**Action item:** Beginning with the line that has "response: expected quote", please write out the remaining lines of the material exactly, the last one included.

**Available records:**
Segment Open

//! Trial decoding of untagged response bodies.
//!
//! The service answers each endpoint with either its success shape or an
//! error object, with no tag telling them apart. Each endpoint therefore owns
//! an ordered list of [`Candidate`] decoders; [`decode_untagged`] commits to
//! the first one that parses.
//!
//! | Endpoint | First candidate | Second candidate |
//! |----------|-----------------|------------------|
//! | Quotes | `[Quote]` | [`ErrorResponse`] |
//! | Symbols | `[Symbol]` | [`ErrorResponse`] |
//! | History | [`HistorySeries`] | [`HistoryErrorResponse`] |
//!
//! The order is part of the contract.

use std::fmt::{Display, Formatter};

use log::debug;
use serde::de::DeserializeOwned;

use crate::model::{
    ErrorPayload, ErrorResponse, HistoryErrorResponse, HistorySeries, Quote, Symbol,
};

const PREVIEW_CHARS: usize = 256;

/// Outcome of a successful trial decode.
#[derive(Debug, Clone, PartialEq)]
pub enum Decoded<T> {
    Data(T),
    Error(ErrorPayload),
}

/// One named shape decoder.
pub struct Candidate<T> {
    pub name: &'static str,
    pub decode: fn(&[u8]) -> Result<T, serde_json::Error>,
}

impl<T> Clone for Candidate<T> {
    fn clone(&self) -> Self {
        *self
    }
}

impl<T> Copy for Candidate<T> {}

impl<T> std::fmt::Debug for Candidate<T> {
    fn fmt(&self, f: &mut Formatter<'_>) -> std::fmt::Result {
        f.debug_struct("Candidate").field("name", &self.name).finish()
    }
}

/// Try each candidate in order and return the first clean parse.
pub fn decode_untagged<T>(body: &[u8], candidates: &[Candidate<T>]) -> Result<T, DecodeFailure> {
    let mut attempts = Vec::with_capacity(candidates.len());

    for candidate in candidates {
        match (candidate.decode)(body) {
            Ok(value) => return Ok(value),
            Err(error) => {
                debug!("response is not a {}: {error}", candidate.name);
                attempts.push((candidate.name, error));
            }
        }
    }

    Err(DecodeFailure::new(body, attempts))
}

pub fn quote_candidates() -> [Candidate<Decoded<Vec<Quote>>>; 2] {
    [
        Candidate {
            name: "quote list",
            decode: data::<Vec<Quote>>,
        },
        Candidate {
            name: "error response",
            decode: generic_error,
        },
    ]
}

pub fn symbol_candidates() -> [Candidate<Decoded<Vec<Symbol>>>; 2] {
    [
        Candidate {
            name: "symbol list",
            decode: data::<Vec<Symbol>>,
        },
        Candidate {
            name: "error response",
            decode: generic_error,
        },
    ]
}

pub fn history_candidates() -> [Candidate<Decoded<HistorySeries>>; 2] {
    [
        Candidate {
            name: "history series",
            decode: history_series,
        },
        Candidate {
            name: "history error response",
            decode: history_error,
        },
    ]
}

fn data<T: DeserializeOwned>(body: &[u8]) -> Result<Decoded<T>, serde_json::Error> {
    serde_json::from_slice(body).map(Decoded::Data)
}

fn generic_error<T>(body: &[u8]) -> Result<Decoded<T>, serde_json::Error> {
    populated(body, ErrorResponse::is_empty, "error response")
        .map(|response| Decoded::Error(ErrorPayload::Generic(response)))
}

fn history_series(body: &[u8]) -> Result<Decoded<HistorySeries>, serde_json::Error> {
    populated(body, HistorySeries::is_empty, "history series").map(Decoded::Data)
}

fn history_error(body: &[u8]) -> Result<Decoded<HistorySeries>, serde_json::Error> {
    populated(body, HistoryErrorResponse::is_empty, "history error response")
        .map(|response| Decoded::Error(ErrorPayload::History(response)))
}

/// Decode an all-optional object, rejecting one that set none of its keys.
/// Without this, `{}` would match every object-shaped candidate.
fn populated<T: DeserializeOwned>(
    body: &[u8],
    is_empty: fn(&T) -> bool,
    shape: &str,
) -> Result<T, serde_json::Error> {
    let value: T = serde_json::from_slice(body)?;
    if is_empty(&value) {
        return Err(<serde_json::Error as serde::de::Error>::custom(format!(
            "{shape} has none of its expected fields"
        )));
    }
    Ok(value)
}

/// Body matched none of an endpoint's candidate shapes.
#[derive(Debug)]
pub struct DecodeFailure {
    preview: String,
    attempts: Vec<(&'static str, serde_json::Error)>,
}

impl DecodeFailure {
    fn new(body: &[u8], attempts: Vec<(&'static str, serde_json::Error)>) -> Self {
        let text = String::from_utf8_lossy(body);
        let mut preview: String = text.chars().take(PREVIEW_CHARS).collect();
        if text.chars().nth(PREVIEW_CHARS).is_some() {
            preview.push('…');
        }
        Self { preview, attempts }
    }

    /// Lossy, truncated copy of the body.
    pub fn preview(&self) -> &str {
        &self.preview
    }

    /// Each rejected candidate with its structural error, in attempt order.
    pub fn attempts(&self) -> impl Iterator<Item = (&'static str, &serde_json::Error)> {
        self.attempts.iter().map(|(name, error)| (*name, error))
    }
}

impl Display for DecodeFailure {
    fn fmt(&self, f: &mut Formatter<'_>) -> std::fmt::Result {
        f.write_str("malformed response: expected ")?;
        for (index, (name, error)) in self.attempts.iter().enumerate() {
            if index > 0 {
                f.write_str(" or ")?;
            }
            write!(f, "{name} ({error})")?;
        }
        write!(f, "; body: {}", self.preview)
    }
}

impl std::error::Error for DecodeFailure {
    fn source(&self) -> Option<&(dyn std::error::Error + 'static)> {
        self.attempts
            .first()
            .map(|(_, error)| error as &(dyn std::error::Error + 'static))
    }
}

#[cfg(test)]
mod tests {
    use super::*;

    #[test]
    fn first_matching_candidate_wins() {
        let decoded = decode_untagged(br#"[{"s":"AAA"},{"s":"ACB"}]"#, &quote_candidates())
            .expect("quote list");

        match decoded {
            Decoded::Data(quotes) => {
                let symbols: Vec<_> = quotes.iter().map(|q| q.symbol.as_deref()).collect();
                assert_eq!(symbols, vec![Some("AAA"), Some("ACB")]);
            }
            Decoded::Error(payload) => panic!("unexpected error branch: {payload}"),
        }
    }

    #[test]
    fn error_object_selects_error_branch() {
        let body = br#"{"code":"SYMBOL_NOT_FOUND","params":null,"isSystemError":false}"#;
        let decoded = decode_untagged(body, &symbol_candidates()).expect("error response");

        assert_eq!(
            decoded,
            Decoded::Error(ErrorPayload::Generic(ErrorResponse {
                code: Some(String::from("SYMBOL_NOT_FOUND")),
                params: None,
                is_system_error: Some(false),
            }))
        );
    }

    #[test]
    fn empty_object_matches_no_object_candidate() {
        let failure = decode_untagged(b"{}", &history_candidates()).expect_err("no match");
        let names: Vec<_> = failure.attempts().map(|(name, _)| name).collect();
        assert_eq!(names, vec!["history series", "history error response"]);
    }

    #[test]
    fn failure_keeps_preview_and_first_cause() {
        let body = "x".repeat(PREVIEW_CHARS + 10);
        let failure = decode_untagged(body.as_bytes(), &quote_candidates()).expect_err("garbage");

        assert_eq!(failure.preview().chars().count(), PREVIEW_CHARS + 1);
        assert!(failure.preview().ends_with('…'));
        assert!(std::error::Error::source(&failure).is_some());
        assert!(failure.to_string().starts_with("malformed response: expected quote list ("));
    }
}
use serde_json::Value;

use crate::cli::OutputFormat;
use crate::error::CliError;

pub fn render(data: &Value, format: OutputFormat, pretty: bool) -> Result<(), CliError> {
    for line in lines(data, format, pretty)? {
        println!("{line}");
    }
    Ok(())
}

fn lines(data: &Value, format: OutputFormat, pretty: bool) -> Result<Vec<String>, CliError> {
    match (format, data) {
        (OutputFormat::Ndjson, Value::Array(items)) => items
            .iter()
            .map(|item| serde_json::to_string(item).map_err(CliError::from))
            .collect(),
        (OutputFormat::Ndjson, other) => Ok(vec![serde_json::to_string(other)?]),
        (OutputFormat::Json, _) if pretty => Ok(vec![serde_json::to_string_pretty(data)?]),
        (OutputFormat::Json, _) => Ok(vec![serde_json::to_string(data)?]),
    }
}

Segment Closed

**Response area:**
        assert!(failure.to_string().starts_with("malformed response: expected quote list ("));
    }
}
use serde_json::Value;

use crate::cli::OutputFormat;
use crate::error::CliError;

pub fn render(data: &Value, format: OutputFormat, pretty: bool) -> Result<(), CliError> {
    for line in lines(data, format, pretty)? {
        println!("{line}");
    }
    Ok(())
}

fn lines(data: &Value, format: OutputFormat, pretty: bool) -> Result<Vec<String>, CliError> {
    match (format, data) {
        (OutputFormat::Ndjson, Value::Array(items)) => items
            .iter()
            .map(|item| serde_json::to_string(item).map_err(CliError::from))
            .collect(),
        (OutputFormat::Ndjson, other) => Ok(vec![serde_json::to_string(other)?]),
        (OutputFormat::Json, _) if pretty => Ok(vec![serde_json::to_string_pretty(data)?]),
        (OutputFormat::Json, _) => Ok(vec![serde_json::to_string(data)?]),
    }
}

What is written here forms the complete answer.